Medical Apps Use Gaining Support by Providers


There have been some significant developments and noteworthy observations which are creating an atmosphere conducive to the institution of medical apps into widespread use.

On the nursing front, a recent nursing survey which included almost 4000 nurses and nursing students revealed that 71% of nurses use their smart phones for work and 66% of students use it for school. 85% of both nurses and students said they desired an app version of a 2013 drug handbook. In addition, computer tablets have become mandatory for some nursing schools as reported in a New York Times article.

It has already been reported that 85% of physicians have smart phones, and many use them for work-related purposes. More specifically, another survey from the UK has recently shown that the value of mobile apps is more highly appreciated by younger physicians (65% of those graduating in 2000 or later) than older ones (48% of those graduating between 1960 and 1985). In the USA, 40% of emergency physicians and over 30% of cardiologists, urologists, nephrologists, dermatologists, gastroenterologists use medical apps (Jackson and Coker survey, 2011)

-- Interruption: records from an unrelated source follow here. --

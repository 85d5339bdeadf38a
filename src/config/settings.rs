use config::{Config, ConfigError, Environment, File};
use serde::Deserialize;
use std::env;

#[derive(Debug, Clone, Deserialize)]
pub struct Settings {
    pub server: ServerConfig,
    pub redis: RedisConfig,
    #[serde(default)]
    pub stats: StatsConfig,
    #[serde(default)]
    pub otel: OtelConfig,
}

#[derive(Debug, Clone, Deserialize)]
pub struct ServerConfig {
    #[serde(default = "default_host")]
    pub host: String,
    #[serde(default = "default_port")]
    pub port: u16,
    /// Allowed CORS origins for the transport; empty means any origin
    #[serde(default)]
    pub cors_origins: Vec<String>,
}

#[derive(Debug, Clone, Deserialize)]
pub struct RedisConfig {
    #[serde(default = "default_redis_url")]
    pub url: String,
}

#[derive(Debug, Clone, Deserialize)]
pub struct StatsConfig {
    /// Store backend: "redis" or "memory"
    #[serde(default = "default_backend")]
    pub backend: String,
    /// Active-session TTL in seconds; presence keys expire after this
    #[serde(default = "default_ttl_seconds")]
    pub ttl_seconds: u64,
    /// Broadcast snapshot to subscribed dashboards every N ms
    #[serde(default = "default_broadcast_interval_ms")]
    pub broadcast_interval_ms: u64,
    /// History sampling interval in ms
    #[serde(default = "default_snapshot_interval_ms")]
    pub snapshot_interval_ms: u64,
}

#[derive(Debug, Clone, Deserialize)]
pub struct OtelConfig {
    #[serde(default)]
    pub enabled: bool,
    #[serde(default = "default_otel_endpoint")]
    pub endpoint: String,
    #[serde(default = "default_otel_service_name")]
    pub service_name: String,
    #[serde(default = "default_otel_sampling_ratio")]
    pub sampling_ratio: f64,
}

fn default_host() -> String {
    "0.0.0.0".to_string()
}

fn default_port() -> u16 {
    3001
}

fn default_redis_url() -> String {
    "redis://localhost:6379".to_string()
}

fn default_backend() -> String {
    "redis".to_string()
}

fn default_ttl_seconds() -> u64 {
    300 // 5 minutes
}

fn default_broadcast_interval_ms() -> u64 {
    2000
}

fn default_snapshot_interval_ms() -> u64 {
    10_000
}

fn default_otel_endpoint() -> String {
    "http://localhost:4317".to_string()
}

fn default_otel_service_name() -> String {
    "beacon-stats".to_string()
}

fn default_otel_sampling_ratio() -> f64 {
    1.0
}

impl Settings {
    pub fn new() -> Result<Self, ConfigError> {
        // Load .env file if exists
        let _ = dotenvy::dotenv();

        let run_mode = env::var("RUN_MODE").unwrap_or_else(|_| "development".into());

        let builder = Config::builder()
            // Start with default values
            .set_default("server.host", "0.0.0.0")?
            .set_default("server.port", 3001)?
            .set_default("redis.url", "redis://localhost:6379")?
            .set_default("stats.backend", "redis")?
            .set_default("stats.ttl_seconds", 300)?
            .set_default("stats.broadcast_interval_ms", 2000)?
            .set_default("stats.snapshot_interval_ms", 10_000)?
            // Load config file if exists
            .add_source(File::with_name("config/default").required(false))
            .add_source(File::with_name(&format!("config/{}", run_mode)).required(false))
            // Load from environment variables
            // SERVER_HOST, SERVER_PORT, REDIS_URL, STATS_TTL_SECONDS, etc.
            .add_source(
                Environment::default()
                    .separator("_")
                    .try_parsing(true)
                    .list_separator(","),
            );

        builder.build()?.try_deserialize()
    }

    pub fn server_addr(&self) -> String {
        format!("{}:{}", self.server.host, self.server.port)
    }
}

impl Default for ServerConfig {
    fn default() -> Self {
        Self {
            host: default_host(),
            port: default_port(),
            cors_origins: vec![],
        }
    }
}

impl Default for RedisConfig {
    fn default() -> Self {
        Self {
            url: default_redis_url(),
        }
    }
}

impl Default for StatsConfig {
    fn default() -> Self {
        Self {
            backend: default_backend(),
            ttl_seconds: default_ttl_seconds(),
            broadcast_interval_ms: default_broadcast_interval_ms(),
            snapshot_interval_ms: default_snapshot_interval_ms(),
        }
    }
}

impl Default for OtelConfig {
    fn default() -> Self {
        Self {
            enabled: false,
            endpoint: default_otel_endpoint(),
            service_name: default_otel_service_name(),
            sampling_ratio: default_otel_sampling_ratio(),
        }
    }
}
//! Background tasks: stats broadcast and history sampling.

mod broadcast;
mod sampler;

pub use broadcast::BroadcastTask;
pub use sampler::SnapshotTask;
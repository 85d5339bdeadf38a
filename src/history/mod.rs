//! Historical time-series sampling.
//!
//! Aggregator snapshots are sampled on a fixed cadence into two bounded
//! windows (1 hour and 24 hours) that differ only in retention. Old points
//! are pruned as time advances; nothing here is long-term storage.

mod sampler;
mod types;

pub use sampler::{HistorySampler, TOP_PAGE_SAMPLES};
pub use types::{
    HistoricalDeviceBreakdown, HistoricalPageStats, HistoricalStats, TimeRange, TimeSeriesPoint,
};
mod settings;

pub use settings::{OtelConfig, RedisConfig, ServerConfig, Settings, StatsConfig};
//! Prometheus metrics for the live stats service.
//!
//! Covers the surfaces that matter operationally:
//! - WebSocket connection counts and lifecycle
//! - Visitor heartbeat / disconnect volume
//! - Broadcast and snapshot tick outcomes
//! - History request volume
//! - Store (Redis) error counts

use lazy_static::lazy_static;
use prometheus::{
    register_histogram, register_int_counter, register_int_gauge, Encoder, Histogram, IntCounter,
    IntGauge, TextEncoder,
};

/// Prefix for all metrics
const METRIC_PREFIX: &str = "beacon";

lazy_static! {
    // Connection metrics

    /// Total number of active WebSocket connections
    pub static ref CONNECTIONS_TOTAL: IntGauge = register_int_gauge!(
        format!("{}_connections_total", METRIC_PREFIX),
        "Total number of active WebSocket connections"
    ).unwrap();

    /// Number of connections subscribed to the stats broadcast
    pub static ref DASHBOARDS_SUBSCRIBED: IntGauge = register_int_gauge!(
        format!("{}_dashboards_subscribed", METRIC_PREFIX),
        "Number of connections subscribed to the stats broadcast"
    ).unwrap();

    /// Total WebSocket connections opened since start
    pub static ref WS_CONNECTIONS_OPENED: IntCounter = register_int_counter!(
        format!("{}_ws_connections_opened_total", METRIC_PREFIX),
        "Total WebSocket connections opened"
    ).unwrap();

    /// Total WebSocket connections closed since start
    pub static ref WS_CONNECTIONS_CLOSED: IntCounter = register_int_counter!(
        format!("{}_ws_connections_closed_total", METRIC_PREFIX),
        "Total WebSocket connections closed"
    ).unwrap();

    /// WebSocket connection duration in seconds
    pub static ref WS_CONNECTION_DURATION: Histogram = register_histogram!(
        format!("{}_ws_connection_duration_seconds", METRIC_PREFIX),
        "WebSocket connection duration in seconds",
        vec![1.0, 10.0, 60.0, 300.0, 1800.0, 7200.0]
    ).unwrap();

    // Presence metrics

    /// Total visitor heartbeats recorded
    pub static ref HEARTBEATS_TOTAL: IntCounter = register_int_counter!(
        format!("{}_heartbeats_total", METRIC_PREFIX),
        "Total visitor heartbeats recorded"
    ).unwrap();

    /// Total visitor disconnect cleanups performed
    pub static ref DISCONNECTS_TOTAL: IntCounter = register_int_counter!(
        format!("{}_disconnects_total", METRIC_PREFIX),
        "Total visitor disconnect cleanups performed"
    ).unwrap();

    // Broadcast / sampler metrics

    /// Total broadcast ticks that delivered a snapshot
    pub static ref BROADCAST_TICKS_TOTAL: IntCounter = register_int_counter!(
        format!("{}_broadcast_ticks_total", METRIC_PREFIX),
        "Total broadcast ticks that delivered a snapshot"
    ).unwrap();

    /// Total broadcast ticks skipped due to aggregation failure
    pub static ref BROADCAST_FAILURES_TOTAL: IntCounter = register_int_counter!(
        format!("{}_broadcast_failures_total", METRIC_PREFIX),
        "Total broadcast ticks skipped due to aggregation failure"
    ).unwrap();

    /// Total history snapshot captures
    pub static ref SNAPSHOT_CAPTURES_TOTAL: IntCounter = register_int_counter!(
        format!("{}_snapshot_captures_total", METRIC_PREFIX),
        "Total history snapshot captures"
    ).unwrap();

    /// Total failed history snapshot captures
    pub static ref SNAPSHOT_FAILURES_TOTAL: IntCounter = register_int_counter!(
        format!("{}_snapshot_failures_total", METRIC_PREFIX),
        "Total failed history snapshot captures"
    ).unwrap();

    /// Snapshot aggregation duration in seconds
    pub static ref AGGREGATION_DURATION: Histogram = register_histogram!(
        format!("{}_aggregation_duration_seconds", METRIC_PREFIX),
        "Snapshot aggregation duration in seconds",
        vec![0.001, 0.005, 0.01, 0.05, 0.1, 0.5, 1.0]
    ).unwrap();

    /// Total history requests served
    pub static ref HISTORY_REQUESTS_TOTAL: IntCounter = register_int_counter!(
        format!("{}_history_requests_total", METRIC_PREFIX),
        "Total history requests served"
    ).unwrap();

    // Store metrics

    /// Total store operation errors
    pub static ref STORE_ERRORS_TOTAL: IntCounter = register_int_counter!(
        format!("{}_store_errors_total", METRIC_PREFIX),
        "Total store operation errors"
    ).unwrap();
}

/// Encode all registered metrics in Prometheus text format.
pub fn encode_metrics() -> Result<String, prometheus::Error> {
    let encoder = TextEncoder::new();
    let metric_families = prometheus::gather();
    let mut buffer = Vec::new();
    encoder.encode(&metric_families, &mut buffer)?;
    String::from_utf8(buffer).map_err(|e| prometheus::Error::Msg(e.to_string()))
}

#[cfg(test)]
mod tests {
    use super::*;

    #[test]
    fn test_encode_metrics() {
        HEARTBEATS_TOTAL.inc();
        let output = encode_metrics().expect("encoding should succeed");
        assert!(output.contains("beacon_heartbeats_total"));
    }

    #[test]
    fn test_gauges_settable() {
        CONNECTIONS_TOTAL.set(3);
        assert_eq!(CONNECTIONS_TOTAL.get(), 3);
        CONNECTIONS_TOTAL.set(0);
    }
}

This adoption readiness and desire to use medical apps as tools for education and patient support is key to widespread use. Patients will in an overwhelmingly fashion use medical apps if their providers recommend them. Sure, older patients need access and education about technology. However, caregivers will be more than willing to monitor and help patients with this in order to improve their own efficiency, gain more firsthand knowledge about the patient’s medical progress and both coordinate and follow the care among providers. Coordination of care with emphasis on sharing data pertaining to medications, appointments, care instructions and remote monitoring is probably the essence of the potential worth of medical apps.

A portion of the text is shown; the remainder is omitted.